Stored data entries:

= = = =

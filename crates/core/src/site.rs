//! Catalog for the BOSS Zhipin job site: URLs, region codes and the
//! selector chains for every element the engine touches.

use url::Url;

use crate::error::{EngineError, Result};
use crate::selectors::{Candidate, SelectorChain};

pub const BASE_URL: &str = "https://www.zhipin.com";

/// Job search page; only shows results to a logged-in user.
pub const JOB_PATH: &str = "/web/geek/job";

pub const LOGIN_PATH: &str = "/web/user/";

pub const DEFAULT_REGION: &str = "101010100";

const REGIONS: &[(&str, &str)] = &[
	("北京", "101010100"),
	("上海", "101020100"),
	("广州", "101280100"),
	("深圳", "101280600"),
	("杭州", "101210100"),
	("成都", "101270100"),
	("武汉", "101200100"),
	("南京", "101190100"),
	("西安", "101110100"),
	("苏州", "101190400"),
];

/// Cities with a known region code.
pub fn known_cities() -> impl Iterator<Item = &'static str> {
	REGIONS.iter().map(|(city, _)| *city)
}

/// Region code for `city`; unknown cities map to Beijing.
pub fn region_code(city: &str) -> &'static str {
	let city = city.trim();
	REGIONS
		.iter()
		.find(|(name, _)| city == *name || city.strip_suffix('市') == Some(*name))
		.map(|(_, code)| *code)
		.unwrap_or(DEFAULT_REGION)
}

pub fn job_home_url() -> String {
	format!("{BASE_URL}{JOB_PATH}")
}

pub fn login_url() -> String {
	format!("{BASE_URL}{LOGIN_PATH}?ka=header-login")
}

pub fn search_url(keyword: &str, city: &str) -> Result<String> {
	let url = Url::parse_with_params(&job_home_url(), &[("query", keyword), ("city", region_code(city))])
		.map_err(|err| EngineError::Anyhow(anyhow::anyhow!("search url: {err}")))?;
	Ok(url.into())
}

pub fn is_login_url(url: &str) -> bool {
	url.contains(LOGIN_PATH)
}

/// Chat-button labels meaning the user already contacted this recruiter.
pub const EXISTING_CONVERSATION: &[&str] = &["继续沟通", "已沟通"];

pub const RESULTS: SelectorChain = SelectorChain::new("results", &[Candidate::Css("li.job-card-box"), Candidate::Css(".job-card-wrapper")]);

pub const CARD_TITLE: SelectorChain = SelectorChain::new("card title", &[Candidate::Css(".job-name"), Candidate::Css(".job-title")]);

pub const CARD_COMPANY: SelectorChain =
	SelectorChain::new("card company", &[Candidate::Css(".company-name"), Candidate::Css(".info-company")]);

pub const CARD_SALARY: SelectorChain = SelectorChain::new("card salary", &[Candidate::Css(".salary"), Candidate::Css(".job-salary")]);

pub const CARD_LINK: SelectorChain = SelectorChain::new("card link", &[Candidate::Css("a[href*=\"job_detail\"]")]);

pub const CHAT_BUTTON: SelectorChain = SelectorChain::new(
	"chat button",
	&[
		Candidate::Css(".btn-startchat"),
		Candidate::Css(".op-btn-chat"),
		Candidate::CssWithText { css: "button", text: &["立即沟通"] },
	],
);

pub const AVATAR: SelectorChain = SelectorChain::new(
	"avatar",
	&[Candidate::Css(".user-nav img"), Candidate::Css(".nav-figure img"), Candidate::Css(".user-info")],
);

pub const ACCOUNT_NAV: SelectorChain =
	SelectorChain::new("account nav", &[Candidate::CssWithText { css: "a", text: &["我的"] }, Candidate::Css(".user-nav")]);

pub const LOGIN_PROMPT: SelectorChain = SelectorChain::new("login prompt", &[Candidate::Text(&["登录后查看", "请登录"])]);

pub const SMS_TAB: SelectorChain = SelectorChain::new(
	"sms tab",
	&[
		Candidate::Css("[ka=\"smslogin\"]"),
		Candidate::Css(".sms-login"),
		Candidate::CssWithText { css: "a, span, div", text: &["短信登录"] },
	],
);

pub const PHONE_INPUT: SelectorChain = SelectorChain::new(
	"phone input",
	&[
		Candidate::Css("input[name=\"phone\"]"),
		Candidate::Css("input[placeholder*=\"手机\"]"),
		Candidate::Css("input[type=\"tel\"]"),
	],
);

pub const SEND_CODE: SelectorChain = SelectorChain::new(
	"send code",
	&[
		Candidate::CssWithText { css: "button", text: &["发送", "获取验证码"] },
		Candidate::Css(".btn-sms"),
	],
);

#[cfg(test)]
mod tests {
	use super::*;

	#[test]
	fn region_lookup() {
		assert_eq!(region_code("上海"), "101020100");
		assert_eq!(region_code("苏州市"), "101190400");
		assert_eq!(region_code("拉萨"), DEFAULT_REGION);
		assert_eq!(known_cities().count(), 10);
	}

	#[test]
	fn search_url_is_encoded() {
		let url = search_url("产品经理", "深圳").unwrap();
		assert!(url.starts_with("https://www.zhipin.com/web/geek/job?query=%E4%BA%A7"));
		assert!(url.ends_with("&city=101280600"));
	}

	#[test]
	fn login_route_detection() {
		assert!(is_login_url(&login_url()));
		assert!(!is_login_url(&job_home_url()));
	}
}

= = = =

Your instructions: Every entry should be restated word for word.

Your response:
filename crates/core/src/site.rs
//! Catalog for the BOSS Zhipin job site: URLs, region codes and the
//! selector chains for every element the engine touches.

use url::Url;

use crate::error::{EngineError, Result};
use crate::selectors::{Candidate, SelectorChain};

pub const BASE_URL: &str = "https://www.zhipin.com";

/// Job search page; only shows results to a logged-in user.
pub const JOB_PATH: &str = "/web/geek/job";

pub const LOGIN_PATH: &str = "/web/user/";

pub const DEFAULT_REGION: &str = "101010100";

const REGIONS: &[(&str, &str)] = &[
	("北京", "101010100"),
	("上海", "101020100"),
	("广州", "101280100"),
	("深圳", "101280600"),
	("杭州", "101210100"),
	("成都", "101270100"),
	("武汉", "101200100"),
	("南京", "101190100"),
	("西安", "101110100"),
	("苏州", "101190400"),
];

/// Cities with a known region code.
pub fn known_cities() -> impl Iterator<Item = &'static str> {
	REGIONS.iter().map(|(city, _)| *city)
}

/// Region code for `city`; unknown cities map to Beijing.
pub fn region_code(city: &str) -> &'static str {
	let city = city.trim();
	REGIONS
		.iter()
		.find(|(name, _)| city == *name || city.strip_suffix('市') == Some(*name))
		.map(|(_, code)| *code)
		.unwrap_or(DEFAULT_REGION)
}

pub fn job_home_url() -> String {
	format!("{BASE_URL}{JOB_PATH}")
}

pub fn login_url() -> String {
	format!("{BASE_URL}{LOGIN_PATH}?ka=header-login")
}

pub fn search_url(keyword: &str, city: &str) -> Result<String> {
	let url = Url::parse_with_params(&job_home_url(), &[("query", keyword), ("city", region_code(city))])
		.map_err(|err| EngineError::Anyhow(anyhow::anyhow!("search url: {err}")))?;
	Ok(url.into())
}

pub fn is_login_url(url: &str) -> bool {
	url.contains(LOGIN_PATH)
}

/// Chat-button labels meaning the user already contacted this recruiter.
pub const EXISTING_CONVERSATION: &[&str] = &["继续沟通", "已沟通"];

pub const RESULTS: SelectorChain = SelectorChain::new("results", &[Candidate::Css("li.job-card-box"), Candidate::Css(".job-card-wrapper")]);

pub const CARD_TITLE: SelectorChain = SelectorChain::new("card title", &[Candidate::Css(".job-name"), Candidate::Css(".job-title")]);

pub const CARD_COMPANY: SelectorChain =
	SelectorChain::new("card company", &[Candidate::Css(".company-name"), Candidate::Css(".info-company")]);

pub const CARD_SALARY: SelectorChain = SelectorChain::new("card salary", &[Candidate::Css(".salary"), Candidate::Css(".job-salary")]);

pub const CARD_LINK: SelectorChain = SelectorChain::new("card link", &[Candidate::Css("a[href*=\"job_detail\"]")]);

pub const CHAT_BUTTON: SelectorChain = SelectorChain::new(
	"chat button",
	&[
		Candidate::Css(".btn-startchat"),
		Candidate::Css(".op-btn-chat"),
		Candidate::CssWithText { css: "button", text: &["立即沟通"] },
	],
);

pub const AVATAR: SelectorChain = SelectorChain::new(
	"avatar",
	&[Candidate::Css(".user-nav img"), Candidate::Css(".nav-figure img"), Candidate::Css(".user-info")],
);

pub const ACCOUNT_NAV: SelectorChain =
	SelectorChain::new("account nav", &[Candidate::CssWithText { css: "a", text: &["我的"] }, Candidate::Css(".user-nav")]);

pub const LOGIN_PROMPT: SelectorChain = SelectorChain::new("login prompt", &[Candidate::Text(&["登录后查看", "请登录"])]);

pub const SMS_TAB: SelectorChain = SelectorChain::new(
	"sms tab",
	&[
		Candidate::Css("[ka=\"smslogin\"]"),
		Candidate::Css(".sms-login"),
		Candidate::CssWithText { css: "a, span, div", text: &["短信登录"] },
	],
);

pub const PHONE_INPUT: SelectorChain = SelectorChain::new(
	"phone input",
	&[
		Candidate::Css("input[name=\"phone\"]"),
		Candidate::Css("input[placeholder*=\"手机\"]"),
		Candidate::Css("input[type=\"tel\"]"),
	],
);

pub const SEND_CODE: SelectorChain = SelectorChain::new(
	"send code",
	&[
		Candidate::CssWithText { css: "button", text: &["发送", "获取验证码"] },
		Candidate::Css(".btn-sms"),
	],
);

#[cfg(test)]
mod tests {
	use super::*;

	#[test]
	fn region_lookup() {
		assert_eq!(region_code("上海"), "101020100");
		assert_eq!(region_code("苏州市"), "101190400");
		assert_eq!(region_code("拉萨"), DEFAULT_REGION);
		assert_eq!(known_cities().count(), 10);
	}

	#[test]
	fn search_url_is_encoded() {
		let url = search_url("产品经理", "深圳").unwrap();
		assert!(url.starts_with("https://www.zhipin.com/web/geek/job?query=%E4%BA%A7"));
		assert!(url.ends_with("&city=101280600"));
	}

	#[test]
	fn login_route_detection() {
		assert!(is_login_url(&login_url()));
		assert!(!is_login_url(&job_home_url()));
	}
}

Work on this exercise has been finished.